Максимов вышел повеселелый и успокоенный. Чтобы получить разгадку этого крутого поворота, считаем нужным заметить, что накануне Максимову прислал цидулу Косой с требованием объяснений на разные недочеты по хозяйству княгини Елены Степановны, и боязнь ответственности и розыска заставили труса, по чувству самохранения, обмануть Холмского притворным раскаянием. «Теперь же он один посол – может и в казенку меня упрятать да скованного послать на Москву. А там уж явно Косой с Патрикеевым очернят меня больше, и – погиб человек. А Васька недалек. Повинюсь и – разжалоблю. Да еще, коли пойдет на то, заступу в нем найдем».

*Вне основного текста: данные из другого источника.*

//! Strongly-typed ID wrappers for all entity types
//!
//! Using newtype wrappers prevents accidentally mixing up IDs from different
//! entity types at compile time.

use serde::{Deserialize, Serialize};
use std::fmt;

/// Macro to generate numeric ID newtype wrappers
macro_rules! define_id {
    ($name:ident) => {
        #[derive(
            Debug, Clone, Copy, PartialEq, Eq, PartialOrd, Ord, Hash, Serialize, Deserialize,
        )]
        #[serde(transparent)]
        pub struct $name(u32);

        impl $name {
            /// Create an ID from its raw value
            pub const fn new(raw: u32) -> Self {
                Self(raw)
            }

            /// Get the raw value
            pub const fn get(&self) -> u32 {
                self.0
            }
        }

        impl fmt::Display for $name {
            fn fmt(&self, f: &mut fmt::Formatter<'_>) -> fmt::Result {
                write!(f, "{}", self.0)
            }
        }

        impl From<u32> for $name {
            fn from(raw: u32) -> Self {
                Self(raw)
            }
        }
    };
}

define_id!(OrderId);
define_id!(ProductId);
define_id!(CategoryId);
define_id!(SupplierId);
define_id!(EmployeeId);
define_id!(ShipperId);

/// Customer identifier
///
/// Northwind customers use short text codes (e.g. `ALFKI`) rather than
/// numbers, so this one wraps a string.
#[derive(Debug, Clone, PartialEq, Eq, PartialOrd, Ord, Hash, Serialize, Deserialize)]
#[serde(transparent)]
pub struct CustomerId(String);

impl CustomerId {
    pub fn new(code: impl Into<String>) -> Self {
        Self(code.into())
    }

    pub fn as_str(&self) -> &str {
        &self.0
    }
}

impl fmt::Display for CustomerId {
    fn fmt(&self, f: &mut fmt::Formatter<'_>) -> fmt::Result {
        f.write_str(&self.0)
    }
}

impl From<&str> for CustomerId {
    fn from(code: &str) -> Self {
        Self(code.to_string())
    }
}

#[cfg(test)]
mod tests {
    use super::*;

    #[test]
    fn test_id_display() {
        assert_eq!(EmployeeId::new(7).to_string(), "7");
        assert_eq!(ProductId::new(42).to_string(), "42");
        assert_eq!(CustomerId::from("ALFKI").to_string(), "ALFKI");
    }

    #[test]
    fn test_id_ordering() {
        assert!(ProductId::new(1) < ProductId::new(2));
        assert!(CustomerId::from("ALFKI") < CustomerId::from("BONAP"));
    }

    #[test]
    fn test_id_serialization() {
        let id = OrderId::new(10248);
        let json = serde_json::to_string(&id).unwrap();
        assert_eq!(json, "10248");
        let deserialized: OrderId = serde_json::from_str(&json).unwrap();
        assert_eq!(id, deserialized);

        let customer: CustomerId = serde_json::from_str("\"VINET\"").unwrap();
        assert_eq!(customer.as_str(), "VINET");
    }
}
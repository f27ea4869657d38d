//! Supplier Share Report
//!
//! Suppliers whose products account for more than a threshold share of
//! total revenue.

use std::collections::BTreeMap;

use rust_decimal::Decimal;

use super::revenue::{index_by, rank_desc, total_revenue};
use super::{Cell, Column, ColumnKind, Report, ReportKind, ReportOptions, ReportTable};
use crate::error::NorthwindResult;
use crate::models::{Money, SupplierId};
use crate::storage::{Dataset, MissingTable};

const COLUMNS: [Column; 5] = [
    Column::new("supplier_id", "ID", ColumnKind::Integer),
    Column::new("company_name", "Supplier", ColumnKind::Text),
    Column::new("country", "Country", ColumnKind::Text),
    Column::new("revenue", "Revenue", ColumnKind::Money),
    Column::new("share_pct", "Share %", ColumnKind::Percent),
];

#[derive(Debug, Clone, PartialEq)]
pub struct SupplierShareRow {
    pub supplier_id: SupplierId,
    pub company_name: String,
    pub country: Option<String>,
    pub revenue: Money,
    /// Share of total revenue, rounded to two places
    pub share_pct: Decimal,
}

#[derive(Debug, Clone)]
pub struct SupplierShareReport {
    /// Revenue over all order lines
    pub total_revenue: Money,
    pub threshold_pct: Decimal,
    /// Share descending, ties by supplier id
    pub rows: Vec<SupplierShareRow>,
}

/// Revenue per known supplier, via the products on each order line
pub fn revenue_by_supplier(dataset: &Dataset) -> Result<BTreeMap<SupplierId, Money>, MissingTable> {
    let suppliers = index_by(dataset.suppliers()?, |s| s.supplier_id);
    let products = index_by(dataset.products()?, |p| p.product_id);

    let mut totals: BTreeMap<SupplierId, Money> = BTreeMap::new();
    for line in dataset.order_details()? {
        let Some(product) = products.get(&line.product_id) else {
            continue;
        };
        if suppliers.contains_key(&product.supplier_id) {
            *totals.entry(product.supplier_id).or_default() += line.revenue();
        }
    }
    Ok(totals)
}

impl SupplierShareReport {
    fn build(dataset: &Dataset, threshold_pct: Decimal) -> Result<Self, MissingTable> {
        let suppliers = index_by(dataset.suppliers()?, |s| s.supplier_id);
        let total = total_revenue(dataset.order_details()?);

        let mut ranked: Vec<(SupplierId, Money)> = revenue_by_supplier(dataset)?
            .into_iter()
            // Compare the exact ratio: revenue / total * 100 > threshold
            .filter(|(_, revenue)| {
                !total.is_zero()
                    && revenue.amount() * Decimal::ONE_HUNDRED > threshold_pct * total.amount()
            })
            .collect();
        rank_desc(&mut ranked);

        let rows = ranked
            .into_iter()
            .filter_map(|(supplier_id, revenue)| {
                let supplier = suppliers.get(&supplier_id)?;
                Some(SupplierShareRow {
                    supplier_id,
                    company_name: supplier.company_name.clone(),
                    country: supplier.country.clone(),
                    revenue,
                    share_pct: revenue.percentage_of(total)?,
                })
            })
            .collect();

        Ok(Self {
            total_revenue: total,
            threshold_pct,
            rows,
        })
    }
}

impl Report for SupplierShareReport {
    const KIND: ReportKind = ReportKind::SupplierShare;

    fn generate(dataset: &Dataset, options: &ReportOptions) -> NorthwindResult<Self> {
        Self::build(dataset, options.supplier_share_threshold)
            .map_err(|e| e.in_report(Self::KIND.name()))
    }

    fn to_table(&self) -> ReportTable {
        let mut table = ReportTable::new(Self::KIND, &COLUMNS);
        for row in &self.rows {
            table.push_row(vec![
                Cell::Integer(i64::from(row.supplier_id.get())),
                Cell::text(&row.company_name),
                Cell::opt_text(row.country.as_ref()),
                Cell::Money(row.revenue),
                Cell::Percent(row.share_pct),
            ]);
        }
        table.with_caption(format!(
            "Suppliers above {}% of total revenue {}",
            self.threshold_pct.normalize(),
            self.total_revenue
        ))
    }
}
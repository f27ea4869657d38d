//! Custom error types for Northwind Reports
//!
//! This module defines the error hierarchy for the application using thiserror
//! for ergonomic error definitions.

use thiserror::Error;

/// The main error type for Northwind Reports operations
#[derive(Error, Debug)]
pub enum NorthwindError {
    /// Configuration-related errors
    #[error("Configuration error: {0}")]
    Config(String),

    /// File I/O errors
    #[error("I/O error: {0}")]
    Io(String),

    /// JSON serialization/deserialization errors
    #[error("JSON error: {0}")]
    Json(String),

    /// CSV reading/writing errors
    #[error("CSV error: {0}")]
    Csv(String),

    /// YAML serialization errors
    #[error("YAML error: {0}")]
    Yaml(String),

    /// Validation errors for user input
    #[error("Validation error: {0}")]
    Validation(String),

    /// Dataset loading errors
    #[error("Storage error: {0}")]
    Storage(String),

    /// Export errors
    #[error("Export error: {0}")]
    Export(String),

    /// A report needs a table the dataset does not have
    #[error("Report '{report}' requires table '{table}', which is missing from the dataset")]
    MissingTable {
        report: &'static str,
        table: &'static str,
    },

    /// No report with the given name
    #[error("Unknown report: {0}")]
    UnknownReport(String),
}

impl NorthwindError {
    /// Create a "missing table" error for a report
    pub fn missing_table(report: &'static str, table: &'static str) -> Self {
        Self::MissingTable { report, table }
    }

    /// Check if this is a validation error
    pub fn is_validation(&self) -> bool {
        matches!(self, Self::Validation(_))
    }
}

// Implement From traits for common error types

impl From<std::io::Error> for NorthwindError {
    fn from(err: std::io::Error) -> Self {
        Self::Io(err.to_string())
    }
}

impl From<serde_json::Error> for NorthwindError {
    fn from(err: serde_json::Error) -> Self {
        Self::Json(err.to_string())
    }
}

impl From<csv::Error> for NorthwindError {
    fn from(err: csv::Error) -> Self {
        Self::Csv(err.to_string())
    }
}

impl From<serde_yaml::Error> for NorthwindError {
    fn from(err: serde_yaml::Error) -> Self {
        Self::Yaml(err.to_string())
    }
}

/// Result type alias for Northwind Reports operations
pub type NorthwindResult<T> = Result<T, NorthwindError>;
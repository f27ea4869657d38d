//! Dataset summary display

use tabled::builder::Builder;
use tabled::settings::object::Columns;
use tabled::settings::{Alignment, Style};

use super::report::{separator, NULL_MARKER};
use crate::reports::DatasetSummary;

/// Render a dataset summary for the terminal
pub fn render_summary(summary: &DatasetSummary, currency: &str) -> String {
    let mut builder = Builder::default();
    builder.push_record(["Table".to_string(), "Rows".to_string()]);
    for count in &summary.tables {
        let rows = count
            .rows
            .map_or_else(|| "missing".to_string(), |n| n.to_string());
        builder.push_record([count.table.to_string(), rows]);
    }
    let mut tables = builder.build();
    tables.with(Style::rounded());
    tables.modify(Columns::single(1), Alignment::right());

    let date_or_null = |d: Option<chrono::NaiveDate>| {
        d.map_or_else(|| NULL_MARKER.to_string(), |d| d.to_string())
    };

    let mut lines = vec![
        "Dataset Summary".to_string(),
        separator(15),
        tables.to_string(),
        format!(
            "Orders:        {} to {}",
            date_or_null(summary.first_order),
            date_or_null(summary.last_order)
        ),
        format!(
            "Total revenue: {}",
            summary
                .total_revenue
                .map_or_else(|| NULL_MARKER.to_string(), |m| m.format_with_symbol(currency))
        ),
    ];

    let dangling = &summary.dangling;
    if dangling.total() > 0 {
        lines.push("Dangling references (excluded from reports):".to_string());
        lines.push(format!("  lines without order:     {}", dangling.lines_without_order));
        lines.push(format!("  orders without customer: {}", dangling.orders_without_customer));
        lines.push(format!("  lines without product:   {}", dangling.lines_without_product));
    }

    lines.join("\n")
}
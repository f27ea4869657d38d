//! CLI command handlers
//!
//! This module contains the implementation of CLI commands,
//! bridging the clap argument parsing with the reporting engine.

pub mod dataset;
pub mod history;
pub mod report;

pub use dataset::{handle_list_command, handle_summary_command};
pub use history::{handle_history_command, HistoryArgs};
pub use report::{handle_report_command, ReportArgs};
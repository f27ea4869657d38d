//! Peak Month Report
//!
//! Finds the calendar month with the highest revenue, then lists the
//! best-selling products within that month.

use std::collections::BTreeMap;

use rust_decimal::Decimal;

use super::revenue::{index_by, join_lines, rank_desc, top_entry};
use super::{Cell, Column, ColumnKind, Report, ReportKind, ReportOptions, ReportTable};
use crate::error::NorthwindResult;
use crate::models::{Money, ProductId, YearMonth};
use crate::storage::{Dataset, MissingTable};

const COLUMNS: [Column; 6] = [
    Column::new("month", "Month", ColumnKind::Text),
    Column::new("rank", "Rank", ColumnKind::Integer),
    Column::new("product_id", "Product ID", ColumnKind::Integer),
    Column::new("product_name", "Product", ColumnKind::Text),
    Column::new("product_revenue", "Revenue", ColumnKind::Money),
    Column::new("share_of_month_pct", "% of Month", ColumnKind::Percent),
];

#[derive(Debug, Clone, PartialEq)]
pub struct PeakMonthProductRow {
    /// 1-based position within the month
    pub rank: usize,
    pub product_id: ProductId,
    pub product_name: String,
    pub revenue: Money,
    pub share_of_month_pct: Option<Decimal>,
}

#[derive(Debug, Clone)]
pub struct PeakMonthReport {
    /// The highest-revenue month and its revenue; `None` without any orders
    pub peak: Option<(YearMonth, Money)>,
    pub rows: Vec<PeakMonthProductRow>,
}

impl PeakMonthReport {
    fn build(dataset: &Dataset, product_limit: usize) -> Result<Self, MissingTable> {
        let products = index_by(dataset.products()?, |p| p.product_id);
        let facts = join_lines(dataset.orders()?, dataset.order_details()?);

        let mut by_month: BTreeMap<YearMonth, Money> = BTreeMap::new();
        for fact in &facts {
            *by_month.entry(YearMonth::of(fact.order.order_date)).or_default() += fact.revenue;
        }

        // Ties go to the earliest month
        let Some((month, month_revenue)) = top_entry(by_month) else {
            return Ok(Self {
                peak: None,
                rows: Vec::new(),
            });
        };

        let mut by_product: BTreeMap<ProductId, Money> = BTreeMap::new();
        for fact in facts
            .iter()
            .filter(|f| YearMonth::of(f.order.order_date) == month)
            .filter(|f| products.contains_key(&f.line.product_id))
        {
            *by_product.entry(fact.line.product_id).or_default() += fact.revenue;
        }

        let mut ranked: Vec<(ProductId, Money)> = by_product.into_iter().collect();
        rank_desc(&mut ranked);

        let rows = ranked
            .into_iter()
            .take(product_limit)
            .enumerate()
            .filter_map(|(index, (product_id, revenue))| {
                let product = products.get(&product_id)?;
                Some(PeakMonthProductRow {
                    rank: index + 1,
                    product_id,
                    product_name: product.product_name.clone(),
                    revenue,
                    share_of_month_pct: revenue.percentage_of(month_revenue),
                })
            })
            .collect();

        Ok(Self {
            peak: Some((month, month_revenue)),
            rows,
        })
    }
}

impl Report for PeakMonthReport {
    const KIND: ReportKind = ReportKind::PeakMonth;

    fn generate(dataset: &Dataset, options: &ReportOptions) -> NorthwindResult<Self> {
        Self::build(dataset, options.peak_month_products)
            .map_err(|e| e.in_report(Self::KIND.name()))
    }

    fn to_table(&self) -> ReportTable {
        let mut table = ReportTable::new(Self::KIND, &COLUMNS);
        let Some((month, revenue)) = self.peak else {
            return table;
        };

        for row in &self.rows {
            table.push_row(vec![
                Cell::text(month),
                Cell::count(row.rank),
                Cell::Integer(i64::from(row.product_id.get())),
                Cell::text(&row.product_name),
                Cell::Money(row.revenue),
                Cell::opt_percent(row.share_of_month_pct),
            ]);
        }
        table.with_caption(format!("Peak month {} with revenue {}", month, revenue))
    }
}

Расчет оказался верным, и дела Холмского пришли с обеих сторон в порядок.
VI. Двойная игра вничью
Теряя друга – пестуна, данного случаем, Вася не знал еще всей глубины своего несчастья. В Москве в это время навеки смежил вежды, утомленные трудами, доблестный отец его.
В обширном тереме горят погребальные свечи. Монотонное чтение Евангелия дьяконом тяжело отдается в ушах княгини Авдотьи Кирилловны. А как переменилась кроткая страдалица, княгиня, со времени разлуки с сыном?